The original implant with its seamless extension into the intestinal cuff offers superb elasticity and flexibility. The mesh with a central, funnel-shaped channel of 2 cm in diameter and a depth of 2.5 cm was always rated as suitable. Another square mesh device of 16 cm edge length with a central, funnel-shaped channel of 3 cm in diameter is also available. With funnel meshes, it is possible to make an incision into the anterior or posterior fascia that is large enough to easily bring even a bulky stoma out through the abdominal wall, while the fascia defect remains well covered by a mesh with sufficient overlap. Recently, a mesh with 25 cm edge length with a 2 cm channel diameter has been produced, because the 2 cm channel seems to be appropriate for nearly all ostomies. The different edge lengths may be helpful for parastomal hernia repair in cases of larger fascial defects.

PVDF is designed in a macroporous manner and has shown to cause little adhesion in experimental studies.

It integrates well into the surrounding soft tissue and is hardly prone to shrinkage processes [30].

In a study with 344 cases of intraperitoneally positioned implants, no mesh-related complications had to be documented [31]. However, it has to be stated that another publication described several and at times severely adverse events with regard to this material [32]. To date, we observed no complications in our own patient cohort and no implants had to be removed.

From the economic point of view, PSH prevention seems to be cost-effective in patients with stage I–III rectal cancer undergoing abdominoperineal rectum amputation with prophylactic mesh placement. It might be cost-effective for stage IV disease, but this decision is subject to some uncertainty. Malignancy may decrease life expectancy to the point that PSH might not have time to develop [33].

Symptomatic PSHs that warrant surgical repair can in most cases be diagnosed clinically and are usually evident during Valsalva’s maneuver when patients are standing upright during physical examination. We performed routinely a multislice computed tomographic scanning including sequences during abdominal press. Only 1 of the 80 patients developed a symptomatic PSH (1.25 %). Two hernias were asymptomatic and could only be detected with CT scans but not from the patients’ histories or through clinical examination. Maybe we overlooked some more asymptomatic hernias, because only 2/3 of the patients underwent a CT scan. On the other hand, we could have presented a study with only 1.25 % PSH development (excluding accidentally detected and asymptomatic PSHs in routine CT scan).

The retrospective design of our trial and the lack of a control group are, without doubt, a relative limitation of the present study. Strong points, on the other hand, are the high number of cases included and the fact that data and procedures from two independent surgical centers were evaluated. The comparatively long follow-up period of a median 2 years is also worth mentioning in this context, in particular since to the best of our knowledge the only other published trial applying preshaped 3D funnel meshes merely describes 22 cases with a follow-up of 11 months [14].

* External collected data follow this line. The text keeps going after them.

//! Values produced by a pipeline run.
//!
//! [`PipelineRun`] is the single source of truth for one uploaded document:
//! a UI renders it, the CLI prints it as JSON, the HTTP layer returns it.
//! Nothing else holds run state.

use crate::error::{ErrorKind, PageError, PipelineError};
use crate::state::{RunEvent, RunState};
use serde::{Deserialize, Serialize};
use uuid::Uuid;

/// Which method produced an [`ExtractionResult`].
#[derive(Debug, Clone, Copy, PartialEq, Eq, Serialize, Deserialize)]
#[serde(rename_all = "lowercase")]
pub enum Provenance {
    /// Read from the PDF's embedded text layer.
    Direct,
    /// Recognised from rasterised pages.
    Ocr,
}

/// Normalised text of a document plus where it came from.
#[derive(Debug, Clone, PartialEq, Eq, Serialize, Deserialize)]
#[serde(rename_all = "camelCase")]
pub struct ExtractionResult {
    /// Trimmed, normalised text. May be empty only on the OCR path.
    pub text: String,
    pub provenance: Provenance,
    /// Pages seen by the producing method.
    pub page_count: usize,
    /// OCR pages that could not be recognised (always empty for `Direct`).
    #[serde(default, skip_serializing_if = "Vec::is_empty")]
    pub failed_pages: Vec<PageError>,
    /// OCR stopped at the page cap before the document ended.
    #[serde(default)]
    pub truncated: bool,
}

impl ExtractionResult {
    pub fn is_empty(&self) -> bool {
        self.text.is_empty()
    }
}

/// A model-generated summary.
#[derive(Debug, Clone, PartialEq, Eq, Serialize, Deserialize)]
#[serde(rename_all = "camelCase")]
pub struct Summary {
    pub text: String,
    pub input_tokens: usize,
    pub output_tokens: usize,
    pub duration_ms: u64,
}

/// Why a run ended in [`RunState::Failed`].
#[derive(Debug, Clone, PartialEq, Eq, Serialize, Deserialize)]
#[serde(rename_all = "camelCase")]
pub struct RunFailure {
    /// The state the run was in when the error happened.
    pub stage: RunState,
    pub kind: ErrorKind,
    pub message: String,
}

/// One end-to-end execution for a single document.
#[derive(Debug, Clone, Serialize, Deserialize)]
#[serde(rename_all = "camelCase")]
pub struct PipelineRun {
    pub id: Uuid,
    pub state: RunState,
    /// Every state the run has been in, in order, starting with `Idle`.
    pub history: Vec<RunState>,
    /// Set as soon as extraction finishes; kept when summarisation fails.
    pub extraction: Option<ExtractionResult>,
    pub summary: Option<Summary>,
    pub failure: Option<RunFailure>,
    pub duration_ms: u64,
}

impl PipelineRun {
    /// A fresh run in `Idle`.
    pub fn new(id: Uuid) -> Self {
        Self {
            id,
            state: RunState::Idle,
            history: vec![RunState::Idle],
            extraction: None,
            summary: None,
            failure: None,
            duration_ms: 0,
        }
    }

    /// Advance the state machine and record the new state.
    pub fn advance(&mut self, event: RunEvent) -> Result<RunState, PipelineError> {
        let next = self.state.apply(event)?;
        self.state = next;
        self.history.push(next);
        Ok(next)
    }

    /// Move to `Failed`, recording the stage that was active.
    pub fn fail(&mut self, error: &PipelineError) {
        let stage = self.state;
        // Terminal runs keep their first failure.
        if self.advance(RunEvent::Fatal).is_ok() {
            self.failure = Some(RunFailure {
                stage,
                kind: error.kind(),
                message: error.to_string(),
            });
        }
    }

    pub fn is_done(&self) -> bool {
        self.state == RunState::Done
    }

    /// Convert the terminal run into the summary or an error.
    ///
    /// Handy for callers that only want the happy path.
    pub fn into_result(self) -> Result<Summary, RunFailure> {
        match (self.summary, self.failure) {
            (Some(summary), None) => Ok(summary),
            (_, Some(failure)) => Err(failure),
            (None, None) => Err(RunFailure {
                stage: self.state,
                kind: ErrorKind::Internal,
                message: format!("run not finished (state: {})", self.state),
            }),
        }
    }
}

#[cfg(test)]
mod tests {
    use super::*;

    #[test]
    fn fail_records_originating_stage() {
        let mut run = PipelineRun::new(Uuid::new_v4());
        run.advance(RunEvent::Upload).unwrap();
        run.advance(RunEvent::TextEmpty).unwrap();
        run.fail(&PipelineError::Cancelled);

        assert_eq!(run.state, RunState::Failed);
        let failure = run.failure.as_ref().unwrap();
        assert_eq!(failure.stage, RunState::OcrExtracting);
        assert_eq!(failure.kind, ErrorKind::Cancelled);
        assert_eq!(
            run.history,
            vec![
                RunState::Idle,
                RunState::Extracting,
                RunState::OcrExtracting,
                RunState::Failed
            ]
        );
    }

    #[test]
    fn second_failure_is_ignored() {
        let mut run = PipelineRun::new(Uuid::new_v4());
        run.advance(RunEvent::Upload).unwrap();
        run.fail(&PipelineError::EmptyText);
        run.fail(&PipelineError::Cancelled);
        assert_eq!(run.failure.unwrap().kind, ErrorKind::InputInvalid);
    }

    #[test]
    fn serialises_camel_case() {
        let mut run = PipelineRun::new(Uuid::new_v4());
        run.advance(RunEvent::Upload).unwrap();
        run.extraction = Some(ExtractionResult {
            text: "hello".into(),
            provenance: Provenance::Direct,
            page_count: 1,
            failed_pages: vec![],
            truncated: false,
        });
        let json = serde_json::to_value(&run).unwrap();
        assert_eq!(json["state"], "extracting");
        assert_eq!(json["extraction"]["provenance"], "direct");
        assert_eq!(json["extraction"]["pageCount"], 1);
        assert!(json["extraction"].get("failedPages").is_none());
    }

    #[test]
    fn unfinished_run_into_result_is_error() {
        let run = PipelineRun::new(Uuid::new_v4());
        let err = run.into_result().unwrap_err();
        assert_eq!(err.kind, ErrorKind::Internal);
    }
}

In conclusion, the present trial supports that prophylactic implantation of a 3D funnel mesh device in IPOM technique is a very effective, clinically safe procedure to prevent the development of PSHs and to hamper the frequently associated manifestation of prolapses around permanent terminal ostomies. The specifically designed implant with its elastic tunnel that accurately fits to diverted bowel demonstrates significant advantages over flat meshes and implants with mesh incisions. It can be used for both prevention and treatment of PSHs. The results generated in various previous trials show the clear advantage of mesh reinforcement over techniques without the use of implants with regard to PSH prevention already. Future trials should, therefore, no longer compare standard ostomy techniques with other new methods in general. They should rather have a new focus on techniques that include mesh implants, probe their advantages and evaluate the differences in outcome between these strategies.